### ASSIGNMENT
Each entry that appears below should be restated word for word.

### Collected data
»»
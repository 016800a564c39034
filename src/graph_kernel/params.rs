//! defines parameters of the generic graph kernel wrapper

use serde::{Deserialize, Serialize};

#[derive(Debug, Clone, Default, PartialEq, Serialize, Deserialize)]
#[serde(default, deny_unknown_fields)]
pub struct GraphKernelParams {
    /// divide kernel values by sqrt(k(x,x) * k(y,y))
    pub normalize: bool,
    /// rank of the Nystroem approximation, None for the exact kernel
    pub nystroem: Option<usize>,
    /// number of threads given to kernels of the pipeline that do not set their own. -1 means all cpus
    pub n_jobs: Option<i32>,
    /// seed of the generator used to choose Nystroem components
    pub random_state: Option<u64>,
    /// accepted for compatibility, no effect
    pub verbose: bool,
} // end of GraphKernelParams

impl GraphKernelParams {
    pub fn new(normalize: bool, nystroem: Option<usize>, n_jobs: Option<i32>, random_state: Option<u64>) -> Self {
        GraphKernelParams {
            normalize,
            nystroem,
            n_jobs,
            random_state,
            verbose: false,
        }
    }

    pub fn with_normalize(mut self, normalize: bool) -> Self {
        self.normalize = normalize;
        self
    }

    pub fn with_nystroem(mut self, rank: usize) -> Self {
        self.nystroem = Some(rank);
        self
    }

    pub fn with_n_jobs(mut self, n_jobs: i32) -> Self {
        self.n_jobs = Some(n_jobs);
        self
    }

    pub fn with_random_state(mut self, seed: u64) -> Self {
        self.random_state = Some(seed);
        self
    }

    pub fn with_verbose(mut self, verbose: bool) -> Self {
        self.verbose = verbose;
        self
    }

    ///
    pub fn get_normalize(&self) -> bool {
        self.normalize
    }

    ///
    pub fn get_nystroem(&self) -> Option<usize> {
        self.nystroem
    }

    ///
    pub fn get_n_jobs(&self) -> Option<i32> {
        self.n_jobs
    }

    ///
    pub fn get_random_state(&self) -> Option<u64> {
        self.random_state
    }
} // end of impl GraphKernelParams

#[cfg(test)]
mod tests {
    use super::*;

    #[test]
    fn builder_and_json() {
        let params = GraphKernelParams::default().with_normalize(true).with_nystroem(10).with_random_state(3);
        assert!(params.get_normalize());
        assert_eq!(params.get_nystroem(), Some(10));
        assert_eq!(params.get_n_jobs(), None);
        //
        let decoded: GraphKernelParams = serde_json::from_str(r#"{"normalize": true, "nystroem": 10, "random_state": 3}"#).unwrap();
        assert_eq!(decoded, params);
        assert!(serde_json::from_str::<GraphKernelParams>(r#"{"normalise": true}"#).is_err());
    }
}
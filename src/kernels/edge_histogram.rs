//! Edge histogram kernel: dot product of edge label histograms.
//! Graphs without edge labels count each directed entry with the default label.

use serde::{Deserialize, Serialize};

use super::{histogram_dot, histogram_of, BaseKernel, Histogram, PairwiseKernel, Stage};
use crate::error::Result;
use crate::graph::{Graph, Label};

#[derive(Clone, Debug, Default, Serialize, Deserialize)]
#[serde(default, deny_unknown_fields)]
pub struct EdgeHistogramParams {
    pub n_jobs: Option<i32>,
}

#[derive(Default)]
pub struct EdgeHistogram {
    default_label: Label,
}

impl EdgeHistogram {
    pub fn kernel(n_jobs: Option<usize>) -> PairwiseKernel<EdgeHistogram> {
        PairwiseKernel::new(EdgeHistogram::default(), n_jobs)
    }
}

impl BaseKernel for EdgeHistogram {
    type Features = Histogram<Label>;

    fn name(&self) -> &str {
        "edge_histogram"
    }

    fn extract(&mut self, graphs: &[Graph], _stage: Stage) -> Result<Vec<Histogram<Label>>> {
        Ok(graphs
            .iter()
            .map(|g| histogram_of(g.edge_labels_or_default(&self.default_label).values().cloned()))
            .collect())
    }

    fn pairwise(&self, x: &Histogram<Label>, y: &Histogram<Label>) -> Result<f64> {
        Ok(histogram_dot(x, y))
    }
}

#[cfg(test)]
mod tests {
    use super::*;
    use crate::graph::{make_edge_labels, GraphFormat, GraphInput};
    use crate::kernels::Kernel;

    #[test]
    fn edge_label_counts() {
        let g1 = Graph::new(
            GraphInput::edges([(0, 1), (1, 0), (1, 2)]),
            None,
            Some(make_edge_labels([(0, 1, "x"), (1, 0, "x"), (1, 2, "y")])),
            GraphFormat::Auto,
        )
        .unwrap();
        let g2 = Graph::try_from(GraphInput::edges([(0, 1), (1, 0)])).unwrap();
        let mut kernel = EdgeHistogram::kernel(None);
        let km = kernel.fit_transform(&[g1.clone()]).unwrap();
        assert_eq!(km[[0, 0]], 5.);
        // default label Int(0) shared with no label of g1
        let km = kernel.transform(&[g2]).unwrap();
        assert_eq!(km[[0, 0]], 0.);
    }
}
««
### RESULT OF THIS TASK
repository 016800a564c39034
filename src/graph_kernel/params.rs
//! defines parameters of the generic graph kernel wrapper

use serde::{Deserialize, Serialize};

#[derive(Debug, Clone, Default, PartialEq, Serialize, Deserialize)]
#[serde(default, deny_unknown_fields)]
pub struct GraphKernelParams {
    /// divide kernel values by sqrt(k(x,x) * k(y,y))
    pub normalize: bool,
    /// rank of the Nystroem approximation, None for the exact kernel
    pub nystroem: Option<usize>,
    /// number of threads given to kernels of the pipeline that do not set their own. -1 means all cpus
    pub n_jobs: Option<i32>,
    /// seed of the generator used to choose Nystroem components
    pub random_state: Option<u64>,
    /// accepted for compatibility, no effect
    pub verbose: bool,
} // end of GraphKernelParams

impl GraphKernelParams {
    pub fn new(normalize: bool, nystroem: Option<usize>, n_jobs: Option<i32>, random_state: Option<u64>) -> Self {
        GraphKernelParams {
            normalize,
            nystroem,
            n_jobs,
            random_state,
            verbose: false,
        }
    }

    pub fn with_normalize(mut self, normalize: bool) -> Self {
        self.normalize = normalize;
        self
    }

    pub fn with_nystroem(mut self, rank: usize) -> Self {
        self.nystroem = Some(rank);
        self
    }

    pub fn with_n_jobs(mut self, n_jobs: i32) -> Self {
        self.n_jobs = Some(n_jobs);
        self
    }

    pub fn with_random_state(mut self, seed: u64) -> Self {
        self.random_state = Some(seed);
        self
    }

    pub fn with_verbose(mut self, verbose: bool) -> Self {
        self.verbose = verbose;
        self
    }

    ///
    pub fn get_normalize(&self) -> bool {
        self.normalize
    }

    ///
    pub fn get_nystroem(&self) -> Option<usize> {
        self.nystroem
    }

    ///
    pub fn get_n_jobs(&self) -> Option<i32> {
        self.n_jobs
    }

    ///
    pub fn get_random_state(&self) -> Option<u64> {
        self.random_state
    }
} // end of impl GraphKernelParams

#[cfg(test)]
mod tests {
    use super::*;

    #[test]
    fn builder_and_json() {
        let params = GraphKernelParams::default().with_normalize(true).with_nystroem(10).with_random_state(3);
        assert!(params.get_normalize());
        assert_eq!(params.get_nystroem(), Some(10));
        assert_eq!(params.get_n_jobs(), None);
        //
        let decoded: GraphKernelParams = serde_json::from_str(r#"{"normalize": true, "nystroem": 10, "random_state": 3}"#).unwrap();
        assert_eq!(decoded, params);
        assert!(serde_json::from_str::<GraphKernelParams>(r#"{"normalise": true}"#).is_err());
    }
}
filename src/kernels/edge_histogram.rs
//! Edge histogram kernel: dot product of edge label histograms.
//! Graphs without edge labels count each directed entry with the default label.

use serde::{Deserialize, Serialize};

use super::{histogram_dot, histogram_of, BaseKernel, Histogram, PairwiseKernel, Stage};
use crate::error::Result;
use crate::graph::{Graph, Label};

#[derive(Clone, Debug, Default, Serialize, Deserialize)]
#[serde(default, deny_unknown_fields)]
pub struct EdgeHistogramParams {
    pub n_jobs: Option<i32>,
}

#[derive(Default)]
pub struct EdgeHistogram {
    default_label: Label,
}

impl EdgeHistogram {
    pub fn kernel(n_jobs: Option<usize>) -> PairwiseKernel<EdgeHistogram> {
        PairwiseKernel::new(EdgeHistogram::default(), n_jobs)
    }
}

impl BaseKernel for EdgeHistogram {
    type Features = Histogram<Label>;

    fn name(&self) -> &str {
        "edge_histogram"
    }

    fn extract(&mut self, graphs: &[Graph], _stage: Stage) -> Result<Vec<Histogram<Label>>> {
        Ok(graphs
            .iter()
            .map(|g| histogram_of(g.edge_labels_or_default(&self.default_label).values().cloned()))
            .collect())
    }

    fn pairwise(&self, x: &Histogram<Label>, y: &Histogram<Label>) -> Result<f64> {
        Ok(histogram_dot(x, y))
    }
}

#[cfg(test)]
mod tests {
    use super::*;
    use crate::graph::{make_edge_labels, GraphFormat, GraphInput};
    use crate::kernels::Kernel;

    #[test]
    fn edge_label_counts() {
        let g1 = Graph::new(
            GraphInput::edges([(0, 1), (1, 0), (1, 2)]),
            None,
            Some(make_edge_labels([(0, 1, "x"), (1, 0, "x"), (1, 2, "y")])),
            GraphFormat::Auto,
        )
        .unwrap();
        let g2 = Graph::try_from(GraphInput::edges([(0, 1), (1, 0)])).unwrap();
        let mut kernel = EdgeHistogram::kernel(None);
        let km = kernel.fit_transform(&[g1.clone()]).unwrap();
        assert_eq!(km[[0, 0]], 5.);
        // default label Int(0) shared with no label of g1
        let km = kernel.transform(&[g2]).unwrap();
        assert_eq!(km[[0, 0]], 0.);
    }
}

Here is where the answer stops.